Broken Lands (Benny Imura 6)
Page 92
“God in heaven,” said Ford.
“God may be in heaven,” said Karen, “but the devil is here in our town.”
“So the diseases,” said Spider, “weren’t really natural, right?”
“No, I don’t think so.”
“And making Mama sick wasn’t just to shut her up?”
“No.”
“They brought Mama back to Gutsy twice,” said Alethea. “What did they think was going to happen? That seeing Gutsy would somehow wake her mind up?”
Karen didn’t answer. She didn’t have to. They all knew it was the truth.
Gutsy cleared her throat and forced herself to ask the next question. “What’s the Night Army? Are they the wolf packs?”
“They are,” said Karen, and now she looked even more scared. “But they’re not what you think.”
“What do I think?”
“That they’re just another mutation. I mean they are, but they’re not just that.” She cupped her palms around her glass and looked down into its contents. “During the End, when our army was still fighting the dead, do you know why we lost?”
“I think I do,” said Urrea. “We lost because they were us.”
“Huh?” said Alethea.
“I get it,” said Spider, but Karen explained.
“Soldiers were always trained to fight the enemy, and the enemy was always someone else. Another race, people from another country. It was ‘us’ versus ‘them,’ and the soldiers, the men and women who signed up or who were drafted, joined because they were fighting for something. Not anyone’s politics, not really. They were fighting for their families, their homes, their friends. And once they were in the field, once they were in actual combat, they were fighting for the soldiers next to them. That’s how it’s always been. I know because I was in the Texas National Guard. I was a soldier, which is how I got the job as security officer for this town. When the End happened, we weren’t fighting the Russians or North Koreans or militant religious terrorists. We were told to stop the infected—and those infected were our own people. Family members, friends, neighbors who had turned. That’s who came at us. Sure, we fought, but we only fought for as long as we could. We fought until our hearts broke. I saw soldiers—tough, experienced soldiers—drop their guns and walk into the infected, arms open, trying to hug someone they knew. Accepting the consequences, because they’d rather be dead among the people they loved than alive with only their grief, or the knowledge of who took the bullets they fired.”
She paused, drank, and set the cup down so hard water splashed on her hands. She made no move to clean it up.

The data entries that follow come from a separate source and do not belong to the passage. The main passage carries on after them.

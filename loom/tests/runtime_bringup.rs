//! Bring-up/send/broadcast scenarios driven through the public `Runtime`
//! surface rather than any individual module - the operations an external
//! caller actually has access to.

use loom::buffer::Buffer;
use loom::runtime::{ctor, Runtime, RuntimeConfig};
use loom::service::{Context, Service};
use loom::{Message, MessageType, ServiceId};
use std::sync::mpsc::{channel, Receiver, Sender};
use std::time::Duration;
use weave::logging::LogConfig;

/// Records every message it dispatches, except two trigger headers used to
/// drive `Context::send`/`broadcast` from inside a `dispatch` call - the only
/// place those are reachable from, so a test that wants to observe
/// service-to-service routing has to ask a service to do it.
struct Relay {
    tx: Sender<Recorded>,
}

struct Recorded {
    sender: ServiceId,
    header: Option<String>,
    payload: Vec<u8>,
    broadcast: bool,
}

impl Service for Relay {
    fn dispatch(&mut self, ctx: &mut Context, msg: &Message) {
        if let Some(header) = msg.header() {
            if header == "trigger_broadcast" {
                ctx.broadcast(msg.payload().clone(), MessageType::Text);
                return;
            }
            if let Some(target) = header.strip_prefix("trigger_send:") {
                if let Ok(raw) = target.parse::<u32>() {
                    ctx.send(ServiceId::from(raw), msg.payload().clone(), Some("relayed"), None, MessageType::Text);
                }
                return;
            }
        }

        let _ = self.tx.send(Recorded {
            sender: msg.sender(),
            header: msg.header().map(|h| h.to_string()),
            payload: msg.bytes().to_vec(),
            broadcast: msg.is_broadcast(),
        });
    }
}

/// Panics on any message carrying the header `"boom"` - used to exercise the
/// worker's `catch_unwind` boundary without an actual bug.
struct Fragile;

impl Service for Fragile {
    fn dispatch(&mut self, _ctx: &mut Context, msg: &Message) {
        if msg.header() == Some("boom") {
            panic!("fragile service exploded on purpose");
        }
    }
}

fn test_runtime(worker_num: u8) -> Runtime {
    Runtime::init(RuntimeConfig {
        worker_num,
        io_worker_num: 1,
        log: LogConfig {
            destination: weave::logging::Destination::Stderr,
            ..LogConfig::default()
        },
    })
}

fn recv(rx: &Receiver<Recorded>) -> Recorded {
    rx.recv_timeout(Duration::from_secs(2)).expect("expected a message within 2s")
}

fn assert_empty(rx: &Receiver<Recorded>) {
    assert!(rx.recv_timeout(Duration::from_millis(100)).is_err(), "expected no further messages");
}

/// Scenario 1: init with worker_num=2, register a type, create it unique
/// with `name="a"`, send one message, expect exactly one dispatch carrying
/// the same fields.
#[test]
fn bring_up_and_one_shot_send() {
    let (tx, rx) = channel();
    let mut runtime = test_runtime(2);
    runtime.register_service("relay", ctor(move || Relay { tx: tx.clone() }));
    runtime.run();

    let a = runtime.new_service("relay", Some("a".to_string()), "", None).expect("service creation should succeed");
    assert!(matches!(a.worker_index(), 0 | 1));

    runtime.send(a, Buffer::from_slice(b"hi", 0), Some("ping"), None, MessageType::Text);

    let got = recv(&rx);
    assert_eq!(got.header.as_deref(), Some("ping"));
    assert_eq!(got.payload, b"hi");
    assert!(!got.broadcast);

    assert_empty(&rx);
    runtime.stop();
}

/// Scenario 2: two services forced onto worker 0 via `worker_hint`; s1 sends
/// to s2 through `Context::send` (the same-worker fast path - `route` in
/// `service_worker.rs` pushes straight onto `local_queue` rather than
/// `pool.route_to`, the cross-worker command queue). s2 must still observe
/// the message.
#[test]
fn same_worker_fast_path() {
    let (tx, rx) = channel();
    let mut runtime = test_runtime(2);
    runtime.register_service("relay", ctor(move || Relay { tx: tx.clone() }));
    runtime.run();

    let s1 = runtime.new_service("relay", None, "", Some(0)).unwrap();
    let s2 = runtime.new_service("relay", None, "", Some(0)).unwrap();
    assert_eq!(s1.worker_index(), 0);
    assert_eq!(s2.worker_index(), 0);

    runtime.send(
        s1,
        Buffer::from_slice(&[0u8; 10], 0),
        Some(&format!("trigger_send:{}", s2.raw())),
        None,
        MessageType::Text,
    );

    let got = recv(&rx);
    assert_eq!(got.sender, s1);
    assert_eq!(got.header.as_deref(), Some("relayed"));
    assert_eq!(got.payload.len(), 10);

    assert_empty(&rx);
    runtime.stop();
}

/// Scenario 3: 3 workers, 2 services each, broadcast triggered from one
/// service. Expect exactly 5 deliveries (every service but the sender), each
/// with `broadcast=true`.
#[test]
fn broadcast_reaches_every_other_service() {
    let (tx, rx) = channel();
    let mut runtime = test_runtime(3);
    runtime.register_service("relay", ctor(move || Relay { tx: tx.clone() }));
    runtime.run();

    let mut ids = Vec::new();
    for worker in 0..3u8 {
        for _ in 0..2 {
            ids.push(runtime.new_service("relay", None, "", Some(worker)).unwrap());
        }
    }
    let x = ids[2]; // a service on worker 1

    runtime.send(x, Buffer::from_slice(b"announce", 0), Some("trigger_broadcast"), None, MessageType::Text);

    let mut seen = Vec::new();
    for _ in 0..5 {
        seen.push(recv(&rx));
    }
    assert!(seen.iter().all(|m| m.broadcast));
    assert!(seen.iter().all(|m| m.sender == x));
    assert_empty(&rx);

    runtime.stop();
}

/// A panic inside `dispatch` is caught at the worker boundary: a crash
/// notification broadcasts to the rest of the pool and the worker keeps
/// dispatching to everything else it owns, per `spec.md` §7's "service
/// dispatch faults" clause.
#[test]
fn panicking_service_is_isolated_and_worker_survives() {
    let (tx, rx) = channel();
    let mut runtime = test_runtime(1);
    runtime.register_service("relay", ctor(move || Relay { tx: tx.clone() }));
    runtime.register_service("fragile", ctor(|| Fragile));
    runtime.run();

    let witness = runtime.new_service("relay", None, "", Some(0)).unwrap();
    let fragile = runtime.new_service("fragile", None, "", Some(0)).unwrap();

    runtime.send(fragile, Buffer::new(), Some("boom"), None, MessageType::Text);

    let crash = recv(&rx);
    assert!(crash.broadcast);
    assert_eq!(crash.sender, fragile);

    // The worker thread is still alive and dispatching to its other service.
    runtime.send(witness, Buffer::from_slice(b"still here", 0), Some("ping"), None, MessageType::Text);
    let still_alive = recv(&rx);
    assert_eq!(still_alive.header.as_deref(), Some("ping"));
    assert_eq!(still_alive.payload, b"still here");

    assert_empty(&rx);
    runtime.stop();
}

“The people in the base never stopped their war. They had a medical triage center on the front lines, and they took as many soldiers as they could to try and help them. Or so we thought. The wounded were sent back to aid stations, except that was a lie. A lot of them were sent to the base. The scientists figured that they were dying anyway, so they used them. Experimented on them. Generation after generation of the mutagen. Hundreds of soldiers as test subjects. Some died, and I mean really died. A lot of the others turned. Some . . . changed. They didn’t die and didn’t completely transform. The scientists thought this was a sign of victory, a sign that they were making real progress, so they asked for more wounded. They called them ‘volunteers,’ but let’s face it, no one was volunteering.” She paused, thought about it, and shook her head. “Or maybe they did, who knows? Maybe they told the soldiers that volunteering for experimental treatments would lead to a cure that would save their family members—living and living dead. Now that I think about it, I bet that was what they did.”
“That would be my guess too,” said Urrea. “Otherwise the soldiers would eventually have mutinied.”
“They did,” said Karen. “Later. Way later.”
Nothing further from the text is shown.